Impossível enumerar os contrastes e confrontos brasileiros. Contudo, ousar uma tarefa desse tipo seria uma aventura fascinante. Significaria incursões pela política, economia e por todas as demais atividades, com direito ao desenho do perfil de mil e um personagens, cada um com suas vulnerabilidades humanas ou desumanas. E a tarefa não teria fim.
Uma simples observação nas informações dos jornais diários, ou naquelas que nos chegam via e-mail ou por outras fontes, nos mostram a dimensão de alguns homens públicos, da realidade brasileira e de seus paradoxos. Destes, vamos relacionar apenas alguns.
Aposentadoria vitalícia de governadores. Enquanto o governo sacava do coldre de maldades a arma do fator previdenciário, para justificar o achatamento das aposentarias de quem trabalha a vida toda nos limites de um salário de sobrevivência, ex-governadores recorriam a uma lei inconstitucional para participar do banquete da pensão vitalícia. Até o senador Pedro Simon havia aderido ao rega-bofe. Por sorte, na 25ª hora, quando estava prestes a sentar-se à mesa, recuou estrategicamente. E outros mais, também prevenidos, abstiveram-se do benefício. Por enquanto.

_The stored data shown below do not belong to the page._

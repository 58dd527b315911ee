use axum::{
    extract::rejection::JsonRejection,
    http::StatusCode,
    response::{IntoResponse, Response},
    Json,
};
use serde_json::json;
use tracing::{error, warn};
use flightbook_core::{BookingError, PassengerError, StoreError};

#[derive(Debug)]
pub enum AppError {
    ValidationError(Vec<String>),
    BadRequestError(String),
    NotFoundError(String),
    ConflictError(String),
    /// Carries only the message shown to the caller; the cause is logged
    /// where the error is raised.
    InternalServerError(String),
}

impl IntoResponse for AppError {
    fn into_response(self) -> Response {
        let (status, body) = match self {
            AppError::ValidationError(errors) => (
                StatusCode::BAD_REQUEST,
                json!({ "message": "Validation Error", "errors": errors }),
            ),
            AppError::BadRequestError(msg) => (StatusCode::BAD_REQUEST, json!({ "message": msg })),
            AppError::NotFoundError(msg) => (StatusCode::NOT_FOUND, json!({ "message": msg })),
            AppError::ConflictError(msg) => (StatusCode::CONFLICT, json!({ "message": msg })),
            AppError::InternalServerError(msg) => {
                (StatusCode::INTERNAL_SERVER_ERROR, json!({ "message": msg }))
            }
        };

        (status, Json(body)).into_response()
    }
}

impl AppError {
    /// Log a store failure and hide it behind `message`.
    pub fn store(operation: &str, message: &str, err: StoreError) -> Self {
        error!(operation, error = %err, "Store error");
        AppError::InternalServerError(message.to_string())
    }
}

impl From<JsonRejection> for AppError {
    fn from(rejection: JsonRejection) -> Self {
        warn!(error = %rejection.body_text(), "Rejected request body");
        AppError::ValidationError(vec![rejection.body_text()])
    }
}

impl From<PassengerError> for AppError {
    fn from(err: PassengerError) -> Self {
        match err {
            PassengerError::Validation(errors) => {
                warn!(fields = ?errors.fields(), "Passenger validation failed");
                AppError::ValidationError(errors.messages())
            }
            PassengerError::Store(StoreError::DuplicateKey { field }) => {
                warn!(%field, "Passenger rejected: duplicate key");
                AppError::ConflictError("Passenger with this email already exists.".to_string())
            }
            PassengerError::Store(err) => {
                AppError::store("create_passenger", "Error adding passenger", err)
            }
        }
    }
}

impl From<BookingError> for AppError {
    fn from(err: BookingError) -> Self {
        match err {
            BookingError::MissingReference => {
                warn!("Booking rejected: missing flight or passenger id");
                AppError::BadRequestError(err.to_string())
            }
            BookingError::InvalidIdentifier { field, ref value } => {
                warn!(field, %value, "Booking rejected: malformed identifier");
                AppError::BadRequestError(err.to_string())
            }
            BookingError::ReferenceNotFound { .. } => AppError::NotFoundError(err.to_string()),
            BookingError::Store(err) => AppError::store("create_booking", "Booking failed", err),
        }
    }
}

#[cfg(test)]
mod tests {
    use super::*;
    use flightbook_core::ReferenceKind;
    use uuid::Uuid;

    fn status_of(err: AppError) -> StatusCode {
        err.into_response().status()
    }

    #[test]
    fn test_booking_error_statuses() {
        assert_eq!(status_of(BookingError::MissingReference.into()), StatusCode::BAD_REQUEST);
        assert_eq!(
            status_of(BookingError::InvalidIdentifier { field: "flight", value: "x".into() }.into()),
            StatusCode::BAD_REQUEST
        );
        assert_eq!(
            status_of(BookingError::ReferenceNotFound { kind: ReferenceKind::Flight, id: Uuid::new_v4() }.into()),
            StatusCode::NOT_FOUND
        );
        assert_eq!(
            status_of(BookingError::Store(StoreError::Backend("connection reset".into())).into()),
            StatusCode::INTERNAL_SERVER_ERROR
        );
    }

    #[test]
    fn test_passenger_error_statuses() {
        assert_eq!(
            status_of(PassengerError::Store(StoreError::DuplicateKey { field: "email".into() }).into()),
            StatusCode::CONFLICT
        );
        assert_eq!(
            status_of(PassengerError::Validation(Default::default()).into()),
            StatusCode::BAD_REQUEST
        );
    }

    #[test]
    fn test_internal_error_does_not_leak_cause() {
        let err: AppError = BookingError::Store(StoreError::Backend("password authentication failed".into())).into();
        match err {
            AppError::InternalServerError(msg) => assert_eq!(msg, "Booking failed"),
            other => panic!("unexpected error: {:?}", other),
        }
    }
}
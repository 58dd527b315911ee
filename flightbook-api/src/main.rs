use std::net::SocketAddr;
use anyhow::Context;
use flightbook_api::{app, AppState};
use flightbook_store::{Config, StoreHandle};
use tracing_subscriber::{layer::SubscriberExt, util::SubscriberInitExt};

#[tokio::main]
async fn main() -> anyhow::Result<()> {
    tracing_subscriber::registry()
        .with(
            tracing_subscriber::EnvFilter::try_from_default_env()
                .unwrap_or_else(|_| "flightbook_api=debug,flightbook_core=debug,flightbook_store=debug,tower_http=debug,axum::rejection=trace".into()),
        )
        .with(tracing_subscriber::fmt::layer())
        .init();

    let config = Config::load().context("Failed to load config")?;
    tracing::info!("Starting Flightbook API on port {}", config.server.port);

    let store = StoreHandle::connect(&config.database)
        .await
        .context("Failed to initialize the entity store")?;

    let app = app(AppState::new(&store));

    let addr = SocketAddr::from(([0, 0, 0, 0], config.server.port));
    let listener = tokio::net::TcpListener::bind(addr)
        .await
        .with_context(|| format!("Failed to bind {}", addr))?;

    tracing::info!("Listening on {}", addr);
    tracing::info!("  GET  /");
    tracing::info!("  GET  /flights");
    tracing::info!("  POST /passengers {{ full_name, email, phone? }}");
    tracing::info!("  POST /bookings {{ flight_id, passenger_id, seat_number? }}");
    tracing::info!("  GET  /bookings");

    axum::serve(listener, app)
        .with_graceful_shutdown(shutdown_signal())
        .await
        .context("Server error")?;

    store.close().await;
    tracing::info!("Shutdown complete");
    Ok(())
}

async fn shutdown_signal() {
    let ctrl_c = async {
        if let Err(e) = tokio::signal::ctrl_c().await {
            tracing::error!("Failed to install Ctrl+C handler: {}", e);
        }
    };

    #[cfg(unix)]
    let terminate = async {
        match tokio::signal::unix::signal(tokio::signal::unix::SignalKind::terminate()) {
            Ok(mut signal) => {
                signal.recv().await;
            }
            Err(e) => {
                tracing::error!("Failed to install SIGTERM handler: {}", e);
                std::future::pending::<()>().await;
            }
        }
    };

    #[cfg(not(unix))]
    let terminate = std::future::pending::<()>();

    tokio::select! {
        _ = ctrl_c => {},
        _ = terminate => {},
    }

    tracing::info!("Shutdown signal received");
}
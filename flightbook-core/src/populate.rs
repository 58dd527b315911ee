//! Expansion of booking references into embedded records.
//!
//! Bookings store only the ids of their flight and passenger. The read path
//! loads the referenced records separately and joins them here.

use std::collections::HashMap;
use serde::Serialize;
use uuid::Uuid;
use chrono::{DateTime, Utc};
use flightbook_shared::Masked;
use crate::models::{Booking, Flight, Passenger};

#[derive(Debug, Clone, Serialize, PartialEq)]
pub struct PopulatedBooking<F, P> {
    #[serde(rename = "_id")]
    pub id: Uuid,
    pub flight: F,
    pub passenger: P,
    #[serde(skip_serializing_if = "Option::is_none")]
    pub seat_number: Option<String>,
    #[serde(rename = "createdAt")]
    pub created_at: DateTime<Utc>,
    #[serde(rename = "updatedAt")]
    pub updated_at: DateTime<Utc>,
}

/// Booking returned right after creation, with the full referenced records.
pub type BookingDetails = PopulatedBooking<Flight, Passenger>;

/// Booking as listed. A reference whose record no longer exists (e.g. after
/// flights were reseeded) serializes as `null`.
pub type BookingListing = PopulatedBooking<Option<FlightSummary>, Option<PassengerSummary>>;

#[derive(Debug, Clone, Serialize, PartialEq)]
pub struct FlightSummary {
    #[serde(rename = "_id")]
    pub id: Uuid,
    pub flight_number: String,
    pub origin: String,
    pub destination: String,
    pub departure_time: DateTime<Utc>,
}

#[derive(Debug, Clone, Serialize, PartialEq)]
pub struct PassengerSummary {
    #[serde(rename = "_id")]
    pub id: Uuid,
    pub full_name: String,
    pub email: Masked<String>,
}

impl From<&Flight> for FlightSummary {
    fn from(flight: &Flight) -> Self {
        Self {
            id: flight.id,
            flight_number: flight.flight_number.clone(),
            origin: flight.origin.clone(),
            destination: flight.destination.clone(),
            departure_time: flight.departure_time,
        }
    }
}

impl From<&Passenger> for PassengerSummary {
    fn from(passenger: &Passenger) -> Self {
        Self {
            id: passenger.id,
            full_name: passenger.full_name.clone(),
            email: passenger.email.clone(),
        }
    }
}

pub fn populate<F, P>(booking: Booking, flight: F, passenger: P) -> PopulatedBooking<F, P> {
    PopulatedBooking {
        id: booking.id,
        flight,
        passenger,
        seat_number: booking.seat_number,
        created_at: booking.created_at,
        updated_at: booking.updated_at,
    }
}

/// Join bookings with their flight and passenger summaries, keeping the
/// order of `bookings`.
pub fn populate_summaries(
    bookings: Vec<Booking>,
    flights: &[Flight],
    passengers: &[Passenger],
) -> Vec<BookingListing> {
    let flights: HashMap<Uuid, &Flight> = flights.iter().map(|f| (f.id, f)).collect();
    let passengers: HashMap<Uuid, &Passenger> = passengers.iter().map(|p| (p.id, p)).collect();

    bookings
        .into_iter()
        .map(|booking| {
            let flight = flights.get(&booking.flight).map(|f| FlightSummary::from(*f));
            let passenger = passengers.get(&booking.passenger).map(|p| PassengerSummary::from(*p));
            populate(booking, flight, passenger)
        })
        .collect()
}

/// Distinct flight and passenger ids referenced by `bookings`.
pub fn referenced_ids(bookings: &[Booking]) -> (Vec<Uuid>, Vec<Uuid>) {
    let mut flight_ids: Vec<Uuid> = bookings.iter().map(|b| b.flight).collect();
    let mut passenger_ids: Vec<Uuid> = bookings.iter().map(|b| b.passenger).collect();
    flight_ids.sort();
    flight_ids.dedup();
    passenger_ids.sort();
    passenger_ids.dedup();
    (flight_ids, passenger_ids)
}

De uma hora para outra, o prefeito Gilberto Kassab – quem diria? – faz sua opção preferencial pelo socialismo. Pretende ingressar no PSB, via criação do PDB, para se garantir politicamente pós-prefeitura. Mas a socialista Luiza Erundina adverte: "Se isso acontecer, não vou mais respirar politicamente no PSB".
Continua o alerta por aí. A nova proposta do Código Florestal Brasileiro, elaborada pelo comunista Aldo Rebelo, é vista como um retrocesso até por ruralistas empedernidos. De quebra, é criticada por pesquisadores da Academia de Ciência e da Sociedade para o Progresso da Ciência (SBPC), que vêem, no texto, sérios riscos às Áreas de Proteção Permanente, como matas à margem de rios e topos de montanhas e às reservas legais. O maior paradoxo, nesse campo, ficou por conta da Empresa Brasileira de Pesquisa Agropecuária (Embrapa), que teria inibido cientistas da própria entidade de participar do debate do referido código.

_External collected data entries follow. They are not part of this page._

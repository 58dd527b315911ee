//! Field-level rules applied before any write.
//!
//! Each `validate_*` function checks every rule for its entity, collects all
//! failures into a single [`ValidationErrors`], and on success returns the
//! normalized insert form (uppercase flight number, lowercase email).

use chrono::{DateTime, Utc};
use crate::models::{FlightInput, NewFlight, NewPassenger, PassengerInput};

#[derive(Debug, Clone, PartialEq, Eq)]
pub struct FieldError {
    pub field: &'static str,
    pub message: String,
}

#[derive(Debug, Clone, Default, PartialEq, Eq, thiserror::Error)]
#[error("Validation failed: {}", join_messages(.errors))]
pub struct ValidationErrors {
    pub errors: Vec<FieldError>,
}

fn join_messages(errors: &[FieldError]) -> String {
    errors
        .iter()
        .map(|e| e.message.as_str())
        .collect::<Vec<_>>()
        .join(", ")
}

impl ValidationErrors {
    pub fn push(&mut self, field: &'static str, message: impl Into<String>) {
        self.errors.push(FieldError { field, message: message.into() });
    }

    pub fn is_empty(&self) -> bool {
        self.errors.is_empty()
    }

    pub fn messages(&self) -> Vec<String> {
        self.errors.iter().map(|e| e.message.clone()).collect()
    }

    pub fn fields(&self) -> Vec<&'static str> {
        self.errors.iter().map(|e| e.field).collect()
    }
}

/// Trims the value and drops it when nothing is left.
pub fn non_blank(value: Option<String>) -> Option<String> {
    value
        .map(|v| v.trim().to_string())
        .filter(|v| !v.is_empty())
}

/// Basic `local@domain.tld` shape: something, `@`, something, `.`, something,
/// all on one line.
pub fn is_valid_email(email: &str) -> bool {
    email
        .split(['\n', '\r', '\u{2028}', '\u{2029}'])
        .any(|line| {
            line.char_indices().any(|(at, c)| {
                if c != '@' || at == 0 {
                    return false;
                }
                let domain = &line[at + 1..];
                domain
                    .char_indices()
                    .any(|(dot, d)| d == '.' && dot > 0 && dot + 1 < domain.len())
            })
        })
}

pub fn validate_passenger(input: PassengerInput) -> Result<NewPassenger, ValidationErrors> {
    let mut errors = ValidationErrors::default();

    let full_name = non_blank(input.full_name);
    if full_name.is_none() {
        errors.push("full_name", "Full name is required");
    }

    let email = non_blank(input.email).map(|e| e.to_lowercase());
    match &email {
        None => errors.push("email", "Email is required"),
        Some(e) if !is_valid_email(e) => errors.push("email", "Please fill a valid email address"),
        Some(_) => {}
    }

    match (full_name, email) {
        (Some(full_name), Some(email)) if errors.is_empty() => Ok(NewPassenger {
            full_name,
            email,
            phone: non_blank(input.phone),
        }),
        _ => Err(errors),
    }
}

fn parse_timestamp(
    errors: &mut ValidationErrors,
    field: &'static str,
    label: &str,
    raw: Option<String>,
) -> Option<DateTime<Utc>> {
    let Some(raw) = non_blank(raw) else {
        errors.push(field, format!("{label} is required"));
        return None;
    };
    match DateTime::parse_from_rfc3339(&raw) {
        Ok(ts) => Some(ts.with_timezone(&Utc)),
        Err(_) => {
            errors.push(field, format!("{label} must be a valid timestamp"));
            None
        }
    }
}

pub fn validate_flight(input: FlightInput) -> Result<NewFlight, ValidationErrors> {
    let mut errors = ValidationErrors::default();

    let flight_number = non_blank(input.flight_number).map(|n| n.to_uppercase());
    if flight_number.is_none() {
        errors.push("flight_number", "Flight number is required");
    }
    let origin = non_blank(input.origin);
    if origin.is_none() {
        errors.push("origin", "Origin is required");
    }
    let destination = non_blank(input.destination);
    if destination.is_none() {
        errors.push("destination", "Destination is required");
    }

    let departure_time = parse_timestamp(&mut errors, "departure_time", "Departure time", input.departure_time);
    let arrival_time = parse_timestamp(&mut errors, "arrival_time", "Arrival time", input.arrival_time);

    let price = match input.price {
        None => {
            errors.push("price", "Price is required");
            None
        }
        Some(p) if !p.is_finite() => {
            errors.push("price", "Price must be a number");
            None
        }
        Some(p) if p < 0.0 => {
            errors.push("price", "Price cannot be negative");
            None
        }
        Some(p) => Some(p),
    };

    match (flight_number, origin, destination, departure_time, arrival_time, price) {
        (Some(flight_number), Some(origin), Some(destination), Some(departure_time), Some(arrival_time), Some(price))
            if errors.is_empty() =>
        {
            Ok(NewFlight {
                flight_number,
                origin,
                destination,
                departure_time,
                arrival_time,
                price,
            })
        }
        _ => Err(errors),
    }
}

#[cfg(test)]
mod tests {
    use super::*;

    fn passenger(name: Option<&str>, email: Option<&str>) -> PassengerInput {
        PassengerInput {
            full_name: name.map(String::from),
            email: email.map(String::from),
            phone: None,
        }
    }

    #[test]
    fn test_email_shape() {
        assert!(is_valid_email("jane@example.com"));
        assert!(is_valid_email("a@b.c"));
        assert!(!is_valid_email("jane.example.com"));
        assert!(!is_valid_email("@example.com"));
        assert!(!is_valid_email("jane@.com"));
        assert!(!is_valid_email("jane@example."));
        assert!(!is_valid_email("jane@example"));
    }

    #[test]
    fn test_passenger_email_is_lowercased() {
        let p = validate_passenger(passenger(Some("Jane Doe"), Some("Jane@Example.COM"))).unwrap();
        assert_eq!(p.email, "jane@example.com");
        assert_eq!(p.full_name, "Jane Doe");
        assert_eq!(p.phone, None);
    }

    #[test]
    fn test_passenger_errors_are_aggregated() {
        let err = validate_passenger(passenger(None, None)).unwrap_err();
        assert_eq!(err.messages(), vec!["Full name is required", "Email is required"]);
        assert_eq!(err.fields(), vec!["full_name", "email"]);

        let err = validate_passenger(passenger(Some("  "), Some("not-an-email"))).unwrap_err();
        assert_eq!(
            err.messages(),
            vec!["Full name is required", "Please fill a valid email address"]
        );
    }

    #[test]
    fn test_blank_phone_is_dropped() {
        let mut input = passenger(Some("Jane Doe"), Some("jane@example.com"));
        input.phone = Some("   ".to_string());
        assert_eq!(validate_passenger(input).unwrap().phone, None);
    }

    #[test]
    fn test_flight_number_uppercased() {
        let flight = validate_flight(FlightInput {
            flight_number: Some("aa101".to_string()),
            origin: Some("YYZ".to_string()),
            destination: Some("LGA".to_string()),
            departure_time: Some("2025-07-10T08:00:00Z".to_string()),
            arrival_time: Some("2025-07-10T09:35:00Z".to_string()),
            price: Some(275.5),
        })
        .unwrap();
        assert_eq!(flight.flight_number, "AA101");
        assert_eq!(flight.price, 275.5);
    }

    #[test]
    fn test_flight_rules() {
        let err = validate_flight(FlightInput {
            flight_number: Some("UA202".to_string()),
            origin: None,
            destination: Some("LAX".to_string()),
            departure_time: Some("tomorrow".to_string()),
            arrival_time: None,
            price: Some(-1.0),
        })
        .unwrap_err();
        assert_eq!(
            err.messages(),
            vec![
                "Origin is required",
                "Departure time must be a valid timestamp",
                "Arrival time is required",
                "Price cannot be negative",
            ]
        );
        assert_eq!(err.to_string(), format!("Validation failed: {}", err.messages().join(", ")));
    }
}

A Copa do Mundo de 2014, cujos interesses são majoritariamente da iniciativa privada, poderá ter 98,5% dos recursos destinados à montanha dos gastos previstos, bancados por dinheiro público. Pode?
E, por fim, mais um paradoxo: enquanto, por causa da obsolescência de equipamentos, aumento de demanda e carência de investimentos em obras, metrôs, como o de São Paulo, não avançam ou, se avançam, progridem a passo de tartaruga, o governo insiste na construção do trem-bala, estudando flexibilizar as exigências do edital para torná-lo viável. Somos mesmo o país dos contrastes e confrontos. Em especial dos contrastes.